It's a bit hard to give you advice without a little more information, but here are some ideas:

  1. Ask your customers. Both those that upgraded to the paid plan, and those that haven't. For those that upgraded, ask them why they decided to upgrade. You may discover some trends. Use that information to find ways to encourage those that haven't upgraded to do so. For those that haven't upgraded, send them an email as well, but this time ask them what would encourage them to upgrade. Is there a particular feature they would pay for? Is it a matter of giving them more of what they already have (for example, more storage)? Any information your customers can give you will be much more powerful that anything we can tell you here.

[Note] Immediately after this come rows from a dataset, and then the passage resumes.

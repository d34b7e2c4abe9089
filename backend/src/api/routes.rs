use axum::{
    routing::{get, post, put},
    Router,
};
use std::sync::Arc;
use crate::api::handlers::{film_logs, films, profile, rubrics, AppState};

pub fn create_router(state: Arc<AppState>) -> Router {
    Router::new()
        .route(
            "/profile",
            get(profile::get_profile)
                .post(profile::create_profile)
                .put(profile::update_profile)
                .delete(profile::delete_profile),
        )
        .route("/films", get(films::search_films).post(films::create_film))
        .route("/films/:id", put(films::update_film))
        .route("/film-logs", get(film_logs::list_film_logs).post(film_logs::create_film_log))
        .route(
            "/film-logs/:id",
            get(film_logs::get_film_log)
                .put(film_logs::update_film_log)
                .delete(film_logs::delete_film_log),
        )
        .route("/film-logs/:id/rubric-ratings", post(film_logs::rate_category))
        .route("/rubrics", get(rubrics::list_rubrics).post(rubrics::create_rubric))
        .route("/rubrics/:id", axum::routing::delete(rubrics::delete_rubric))
        .route("/rubrics/:id/categories", post(rubrics::add_category))
        .route("/rubrics/:id/default", put(rubrics::set_default))
        .with_state(state)
}
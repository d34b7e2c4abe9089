/// What an owner has already logged: the film and that film's director.
#[derive(Debug, Clone, PartialEq, Eq)]
pub struct PriorViewing {
    pub film_id: i64,
    pub director: String,
}

#[derive(Debug, Clone, Copy, PartialEq, Eq, Default)]
pub struct ViewingFlags {
    pub is_new_director: bool,
    pub is_rewatch: bool,
}

/// Flags for a new log of `film_id` by `director`, given every earlier log by the same owner.
///
/// Director matching is exact and case-sensitive. The flags are fixed at creation.
pub fn classify_on_create(prior: &[PriorViewing], film_id: i64, director: &str) -> ViewingFlags {
    ViewingFlags {
        is_new_director: !prior.iter().any(|p| p.director == director),
        is_rewatch: prior.iter().any(|p| p.film_id == film_id),
    }
}

#[cfg(test)]
mod tests {
    use super::*;

    fn seen(film_id: i64, director: &str) -> PriorViewing {
        PriorViewing { film_id, director: director.to_string() }
    }

    #[test]
    fn test_first_log_is_new_director_and_not_rewatch() {
        let flags = classify_on_create(&[], 1, "Agnès Varda");
        assert!(flags.is_new_director);
        assert!(!flags.is_rewatch);
    }

    #[test]
    fn test_same_director_other_film() {
        let flags = classify_on_create(&[seen(1, "Agnès Varda")], 2, "Agnès Varda");
        assert!(!flags.is_new_director);
        assert!(!flags.is_rewatch);
    }

    #[test]
    fn test_rewatch_of_same_film() {
        let flags = classify_on_create(&[seen(1, "Agnès Varda"), seen(3, "Jacques Demy")], 1, "Agnès Varda");
        assert!(!flags.is_new_director);
        assert!(flags.is_rewatch);
    }

    #[test]
    fn test_director_match_is_case_sensitive() {
        let flags = classify_on_create(&[seen(1, "agnès varda")], 2, "Agnès Varda");
        assert!(flags.is_new_director);
    }
}
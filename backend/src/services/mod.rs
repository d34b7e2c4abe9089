pub mod catalog;
pub mod diary;
pub mod rubrics;
pub mod server;
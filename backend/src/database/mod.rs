pub mod connection;
pub mod film_logs;
pub mod films;
pub mod models;
pub mod rubric_ratings;
pub mod rubrics;
pub mod setup;
pub mod story_lovers;

pub use connection::{create_pool, get_connection, DbConn, DbPool};
pub use models::*;
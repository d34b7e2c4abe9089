use anyhow::{Context, Result};
use chrono::Utc;
use rusqlite::{params, Connection, OptionalExtension};

use super::models::{Film, FilmFields};
use crate::domain::decade_for_year;

const COLUMNS: &str = "id, title, director, year, genre, country, decade, tmdb_id, poster_url, created_at, updated_at";

pub fn insert_film(conn: &Connection, fields: &FilmFields) -> Result<Film> {
    let now = Utc::now();
    let sql = format!(
        "INSERT INTO films (title, director, year, genre, country, decade, tmdb_id, poster_url, created_at, updated_at) VALUES (?1, ?2, ?3, ?4, ?5, ?6, ?7, ?8, ?9, ?9) RETURNING {COLUMNS}"
    );

    conn.query_row(
        &sql,
        params![
            fields.title,
            fields.director,
            fields.year,
            fields.genre,
            fields.country,
            decade_for_year(fields.year),
            fields.tmdb_id,
            fields.poster_url,
            now
        ],
        parse_film_row,
    )
    .context("Failed to insert film")
}

/// Rewrites every catalog field and recomputes the decade from the new year.
pub fn update_film(conn: &Connection, id: i64, fields: &FilmFields) -> Result<Option<Film>> {
    let sql = format!(
        "UPDATE films SET title = ?2, director = ?3, year = ?4, genre = ?5, country = ?6, decade = ?7, tmdb_id = ?8, poster_url = ?9, updated_at = ?10 WHERE id = ?1 RETURNING {COLUMNS}"
    );

    conn.query_row(
        &sql,
        params![
            id,
            fields.title,
            fields.director,
            fields.year,
            fields.genre,
            fields.country,
            decade_for_year(fields.year),
            fields.tmdb_id,
            fields.poster_url,
            Utc::now()
        ],
        parse_film_row,
    )
    .optional()
    .context("Failed to update film")
}

fn parse_film_row(row: &rusqlite::Row) -> rusqlite::Result<Film> {
    Ok(Film {
        id: row.get(0)?,
        title: row.get(1)?,
        director: row.get(2)?,
        year: row.get(3)?,
        genre: row.get(4)?,
        country: row.get(5)?,
        decade: row.get(6)?,
        tmdb_id: row.get(7)?,
        poster_url: row.get(8)?,
        created_at: row.get(9)?,
        updated_at: row.get(10)?,
    })
}

pub fn find_by_id(conn: &Connection, id: i64) -> Result<Option<Film>> {
    let sql = format!("SELECT {COLUMNS} FROM films WHERE id = ?1");

    conn.query_row(&sql, params![id], parse_film_row)
        .optional()
        .context("Failed to query film by id")
}

pub fn find_by_title_and_year(conn: &Connection, title: &str, year: i64) -> Result<Option<Film>> {
    let sql = format!("SELECT {COLUMNS} FROM films WHERE title = ?1 AND year = ?2");

    conn.query_row(&sql, params![title, year], parse_film_row)
        .optional()
        .context("Failed to query film by title and year")
}

/// Case-insensitive substring match on title, newest release first.
///
/// Both sides are lowercased with Unicode rules (`unicode_lower` is registered
/// in `connection::configure`), and `instr` keeps `%` and `_` literal.
pub fn search_by_title(conn: &Connection, query: &str) -> Result<Vec<Film>> {
    let sql = format!(
        "SELECT {COLUMNS} FROM films WHERE instr(unicode_lower(title), ?1) > 0 ORDER BY year DESC, title"
    );

    let mut stmt = conn.prepare(&sql)?;
    let rows = stmt
        .query_map(params![query.to_lowercase()], parse_film_row)?
        .collect::<rusqlite::Result<Vec<_>>>()
        .context("Failed to search films by title")?;

    Ok(rows)
}
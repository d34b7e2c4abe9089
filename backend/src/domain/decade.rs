/// Display decade for a release year: `1994` becomes `"1990s"`.
pub fn decade_for_year(year: i64) -> String {
    format!("{}s", year.div_euclid(10) * 10)
}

  2. Add more features. You mention that the two tiers are nearly identical for these grandfathered users. So change that. Add more features to your paid plan that your current grandfathered users don't have.
  3. Add support (or end support). This is kinda a tricky one. If your not currently providing support you could add that as an incentive for your paid plan. But you have to be careful not to create too much additional work for yourself. This might mean strictly email support, or access to a support forum where users can also help each other. If you are currently offering support, you could announce that you are ending support for the free plan.
  4. Limited time discount. Send your users an email with a limited time coupon they can use to get a discount on the paid plan. This is unlikely to work now, since the two plans are so similar. But once you have beefed up your paid plan and made it significantly better from the grandfathered free plan you could use this technique to encourage more upgrades.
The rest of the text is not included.